━━━ Dataset ━━━
use anyhow::Result;
use async_trait::async_trait;
use std::sync::Arc;
use tokio::sync::mpsc;
use tokio::task::JoinHandle;
use tokio_util::sync::CancellationToken;
use tracing::{error, info, warn};

use crate::core::dispatcher::CommandDispatcher;
use crate::core::error::{SwitchboardError, SwitchboardResult};
use crate::core::lifecycle::LifecycleComponent;
use crate::core::store::{PersistenceGateway, TaskStatus};

#[derive(Debug, Clone, PartialEq, Eq)]
pub struct QueuedTask {
    pub task_id: i64,
    pub server_id: i64,
    pub command: String,
}

/// Producer side of the task queue. Cheap to clone.
#[derive(Clone)]
pub struct TaskQueue {
    tx: mpsc::Sender<QueuedTask>,
}

impl TaskQueue {
    pub fn enqueue(&self, task_id: i64, server_id: i64, command: &str) -> SwitchboardResult<()> {
        let job = QueuedTask {
            task_id,
            server_id,
            command: command.to_string(),
        };
        self.tx.try_send(job).map_err(|e| match e {
            mpsc::error::TrySendError::Full(_) => {
                SwitchboardError::InvalidState("Task queue is full".to_string())
            }
            mpsc::error::TrySendError::Closed(_) => {
                SwitchboardError::InvalidState("Task runner is not running".to_string())
            }
        })
    }
}

/// Single consumer that drains the queue strictly in order, one task at a time.
pub struct TaskRunner {
    store: Arc<dyn PersistenceGateway>,
    dispatcher: Arc<CommandDispatcher>,
    rx: Option<mpsc::Receiver<QueuedTask>>,
    handle: Option<JoinHandle<()>>,
    shutdown: CancellationToken,
}

impl TaskRunner {
    pub fn new(
        store: Arc<dyn PersistenceGateway>,
        dispatcher: Arc<CommandDispatcher>,
        capacity: usize,
    ) -> (Self, TaskQueue) {
        let (tx, rx) = mpsc::channel(capacity.max(1));
        let runner = Self {
            store,
            dispatcher,
            rx: Some(rx),
            handle: None,
            shutdown: CancellationToken::new(),
        };
        (runner, TaskQueue { tx })
    }

    pub fn is_running(&self) -> bool {
        self.handle.as_ref().is_some_and(|h| !h.is_finished())
    }

    /// Spawns the drain loop. Later calls are no-ops; the receiver is consumed once.
    pub fn start(&mut self) {
        let Some(rx) = self.rx.take() else {
            return;
        };
        let store = self.store.clone();
        let dispatcher = self.dispatcher.clone();
        let shutdown = self.shutdown.clone();
        self.handle = Some(tokio::spawn(drain(rx, store, dispatcher, shutdown)));
        info!("Task runner started");
    }

    pub async fn stop(&mut self) {
        self.shutdown.cancel();
        if let Some(handle) = self.handle.take()
            && let Err(e) = handle.await
        {
            warn!("Task runner ended abnormally: {}", e);
        }
    }
}

async fn drain(
    mut rx: mpsc::Receiver<QueuedTask>,
    store: Arc<dyn PersistenceGateway>,
    dispatcher: Arc<CommandDispatcher>,
    shutdown: CancellationToken,
) {
    loop {
        let job = tokio::select! {
            _ = shutdown.cancelled() => break,
            job = rx.recv() => match job {
                Some(job) => job,
                None => break,
            },
        };
        process(store.as_ref(), &dispatcher, job).await;
    }
    info!("Task runner stopped");
}

async fn process(store: &dyn PersistenceGateway, dispatcher: &CommandDispatcher, job: QueuedTask) {
    let task_id = job.task_id;
    let task = match store.get_task(task_id).await {
        Ok(Some(task)) => task,
        Ok(None) => {
            warn!(task_id, "Queued task no longer exists; skipping");
            return;
        }
        Err(e) => {
            error!(task_id, "Failed to load queued task: {}", e);
            return;
        }
    };

    if task.status.is_terminal() {
        warn!(task_id, status = task.status.as_str(), "Task already finished; skipping");
        return;
    }
    if task.status == TaskStatus::Pending
        && let Err(e) = store.mark_task_running(task_id).await
    {
        error!(task_id, "Failed to mark task running: {}", e);
        return;
    }

    let (status, result) = match dispatcher.execute(job.server_id, &job.command, true).await {
        Ok(outcome) => (TaskStatus::Completed, outcome.output),
        Err(e) => (TaskStatus::Failed, e.to_string()),
    };

    match store
        .update_task_status(task_id, status, Some(&result))
        .await
    {
        Ok(_) => info!(task_id, status = status.as_str(), "Task finished"),
        Err(e) => error!(task_id, "Failed to persist task result: {}", e),
    }
}

#[async_trait]
impl LifecycleComponent for TaskRunner {
    async fn on_start(&mut self) -> Result<()> {
        self.start();
        Ok(())
    }

    async fn on_shutdown(&mut self) -> Result<()> {
        info!("Task runner shutting down...");
        self.stop().await;
        Ok(())
    }
}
━━━
» **Task brief**
Report all lines of the data above that include the string "take".

» **Answer to the problem**
        let Some(rx) = self.rx.take() else {
        if let Some(handle) = self.handle.take()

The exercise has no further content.